Our findings, and in particular, the variation in the impact of CDHP enrollment on OOP spending across the distribution, should be considered in the broader context of overall healthcare spending, including premiums and potential HSA/HRA contributions. Nationally representative data on employer-sponsored health benefits indicate that, in 2013, the average annual worker contribution to premiums for single coverage was $1058 for CDHPs with an HRA, $726 for CDHPs with an HSA, and $1027 for non-CDHP plans. This suggests that enrollees in CDHPs with an HSA saved $301 ($1027 minus $726) in employee-paid premium contributions compared with those enrolled in non-CDHPs, on average. Additionally, 34% of covered workers in CDHPs with an HSA worked for an employer that did not make an HSA contribution but, among those that did, the average annual HSA contribution for a single employee was $950.24
At the lower end of the distribution, we found very modest increases in OOP spending at the point of care among CDHP enrollees compared with traditional plan enrollees. Thus, it is likely that these individuals may actually be financially better off by enrolling in CDHPs, as the savings in employee-paid premium contributions and/or the benefits of employer contributions to a tax-advantaged savings account likely more than offset the increased OOP spending at the point of care.
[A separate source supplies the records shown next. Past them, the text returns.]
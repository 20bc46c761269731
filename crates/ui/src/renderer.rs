//! Canvas2D software renderer for [`Scene`]s
//!
//! Projects every triangle, culls back faces, shades flat with Lambert
//! lighting and paints far-to-near. Good enough for a handful of small
//! decorative meshes; the canvas stays transparent behind them.

use std::cell::Cell;

use glam::{Vec3, Vec4Swizzles};
use wasm_bindgen::{JsCast, JsValue};
use web_sys::{window, CanvasRenderingContext2d, Document, HtmlCanvasElement};

use crate::error::{Result, UiError};
use crate::scene::geometry::triangle_normal;
use crate::scene::{Light, Material, Scene};

/// Convert RGB u32 to CSS string
fn rgb_to_css(rgb: u32) -> String {
    format!(
        "rgb({},{},{})",
        (rgb >> 16) & 0xff,
        (rgb >> 8) & 0xff,
        rgb & 0xff
    )
}

fn rgb_to_vec(rgb: u32) -> Vec3 {
    Vec3::new(
        ((rgb >> 16) & 0xff) as f32,
        ((rgb >> 8) & 0xff) as f32,
        (rgb & 0xff) as f32,
    ) / 255.0
}

fn vec_to_rgb(v: Vec3) -> u32 {
    let c = (v.clamp(Vec3::ZERO, Vec3::ONE) * 255.0).round();
    ((c.x as u32) << 16) | ((c.y as u32) << 8) | (c.z as u32)
}

/// Backing-store size in device pixels for a CSS-sized canvas
pub fn backing_size(css_width: f64, css_height: f64, dpr: f64) -> (u32, u32) {
    ((css_width * dpr) as u32, (css_height * dpr) as u32)
}

/// Screen-space triangle ready to paint
#[derive(Clone, Debug, PartialEq)]
pub struct Polygon {
    pub points: [(f64, f64); 3],
    /// NDC depth, larger is farther
    pub depth: f32,
    pub color: u32,
}

/// Flat Lambert shading of one face
pub fn shade(material: Material, normal: Vec3, lights: &[Light]) -> u32 {
    let mut light = Vec3::ZERO;
    for l in lights {
        match *l {
            Light::Ambient { color, intensity } => light += rgb_to_vec(color) * intensity,
            Light::Directional {
                color,
                intensity,
                position,
            } => {
                let diffuse = normal.dot(position.normalize_or_zero()).max(0.0);
                light += rgb_to_vec(color) * intensity * diffuse;
            }
        }
    }
    vec_to_rgb(rgb_to_vec(material.color) * light + rgb_to_vec(material.emissive))
}

/// Project `scene` onto a `width` x `height` surface, sorted far to near
pub fn project(scene: &Scene, width: f64, height: f64) -> Vec<Polygon> {
    let view_proj = scene.camera.view_projection();
    let near = scene.camera.near;
    let mut polygons = Vec::new();

    for (world, mesh) in scene.meshes() {
        let geo = &mesh.geometry;
        let world_verts: Vec<Vec3> = geo.vertices.iter().map(|v| world.transform_point3(*v)).collect();
        let clip: Vec<_> = world_verts.iter().map(|v| view_proj * v.extend(1.0)).collect();

        for face in &geo.faces {
            let [a, b, c] = face.indices.map(|i| i as usize);
            if [a, b, c].iter().any(|&i| clip[i].w <= near) {
                continue;
            }
            let ndc = [a, b, c].map(|i| clip[i].xyz() / clip[i].w);

            let area = (ndc[1].x - ndc[0].x) * (ndc[2].y - ndc[0].y)
                - (ndc[2].x - ndc[0].x) * (ndc[1].y - ndc[0].y);
            if area.abs() <= f32::EPSILON {
                continue;
            }
            let material = mesh.material(face.group);
            let front = area > 0.0;
            if !front && !material.double_sided {
                continue;
            }

            let mut normal = triangle_normal(world_verts[a], world_verts[b], world_verts[c]);
            if !front {
                normal = -normal;
            }

            polygons.push(Polygon {
                points: ndc.map(|p| {
                    (
                        (f64::from(p.x) + 1.0) * 0.5 * width,
                        (1.0 - f64::from(p.y)) * 0.5 * height,
                    )
                }),
                depth: (ndc[0].z + ndc[1].z + ndc[2].z) / 3.0,
                color: shade(material, normal, &scene.lights),
            });
        }
    }

    polygons.sort_by(|p, q| q.depth.total_cmp(&p.depth));
    polygons
}

/// Canvas surface a scene is drawn onto
pub struct SceneRenderer {
    canvas: HtmlCanvasElement,
    ctx: CanvasRenderingContext2d,
    dpr: f64,
    css_size: Cell<(f64, f64)>,
}

impl SceneRenderer {
    /// Create a detached canvas sized `width` x `height` CSS pixels
    pub fn new(document: &Document, width: f64, height: f64) -> Result<Self> {
        let canvas = document
            .create_element("canvas")?
            .dyn_into::<HtmlCanvasElement>()
            .map_err(|_| UiError::Js("created element is not a canvas".to_string()))?;
        let ctx = canvas
            .get_context("2d")?
            .ok_or_else(|| UiError::Js("2d context unavailable".to_string()))?
            .dyn_into::<CanvasRenderingContext2d>()
            .map_err(|_| UiError::Js("context is not 2d".to_string()))?;

        // Get device pixel ratio for HiDPI
        let dpr = window().map_or(1.0, |w| w.device_pixel_ratio());

        let renderer = Self {
            canvas,
            ctx,
            dpr,
            css_size: Cell::new((0.0, 0.0)),
        };
        renderer.resize(width, height);
        Ok(renderer)
    }

    pub const fn canvas(&self) -> &HtmlCanvasElement {
        &self.canvas
    }

    /// Handle resize with HiDPI-correct canvas scaling
    pub fn resize(&self, css_width: f64, css_height: f64) {
        self.css_size.set((css_width, css_height));

        let (width, height) = backing_size(css_width, css_height, self.dpr);
        self.canvas.set_width(width);
        self.canvas.set_height(height);
        let style = self.canvas.style();
        let _ = style.set_property("width", &format!("{css_width}px"));
        let _ = style.set_property("height", &format!("{css_height}px"));

        // Reset transform before scaling (prevents compound scaling)
        let _ = self.ctx.set_transform(self.dpr, 0.0, 0.0, self.dpr, 0.0, 0.0);
    }

    #[allow(deprecated)] // web-sys set_fill_style deprecation is overzealous
    pub fn draw(&self, scene: &Scene) {
        let (width, height) = self.css_size.get();
        self.ctx.clear_rect(0.0, 0.0, width, height);
        self.ctx.set_line_width(0.5);

        for poly in project(scene, width, height) {
            let css = JsValue::from_str(&rgb_to_css(poly.color));
            self.ctx.set_fill_style(&css);
            // Same-colour stroke hides the hairline seams between triangles
            self.ctx.set_stroke_style(&css);

            let [(x0, y0), (x1, y1), (x2, y2)] = poly.points;
            self.ctx.begin_path();
            self.ctx.move_to(x0, y0);
            self.ctx.line_to(x1, y1);
            self.ctx.line_to(x2, y2);
            self.ctx.close_path();
            self.ctx.fill();
            self.ctx.stroke();
        }
    }
}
However, at the high end of the distribution, the increased OOP spending would still heavily outweigh the reduced spending on employee contributions to premiums, particularly if the individual was among the one-third of covered workers who did not receive an HSA contribution from their employer. Moreover, even if those individuals at the lower end of the actual spending distribution may have lower total expenditures on premiums plus OOP spending at the point of care in a given year, due to the unpredictable nature of catastrophic health events, they still face the potential risk of having very large OOP spending under a high deductible, which may be particularly problematic for lower-income individuals with limited assets.25
The potential consequences of CDHP enrollees experiencing high financial burden are significant. Previous work suggests that high financial burden may cause CDHP enrollees to delay or skip needed healthcare.10,11,26
Additionally, individuals who face financial burden often have to change their employment or lifestyle, or make other sacrifices, to make ends meet.26
We do not know the extent to which individuals considered potential downstream OOP costs when enrolling in CDHPs. However, prior research suggests that many individuals make poor health plan choices and frequently choose worse plans when alternative choices that have both lower financial risk of OOP spending and lower premiums are available.27,28
A possible explanation for these poor choices is that many individuals do not understand the basics of benefit design, such as the meaning of deductibles and co-payments.29,30
Moreover, this problem of poor health insurance literacy is more acute among the low-income population,30
suggesting that these individuals may not understand the potential financial burden associated with enrollment in CDHPs. Although prior work suggests that providing information on OOP costs can improve health plan choice,28,31
more work is needed to design effective interventions for improving plan choice. Additionally, further research on the impact of financial burden associated with CDHP enrollment on the use of appropriate care, unmet medical need, and other health outcomes is warranted.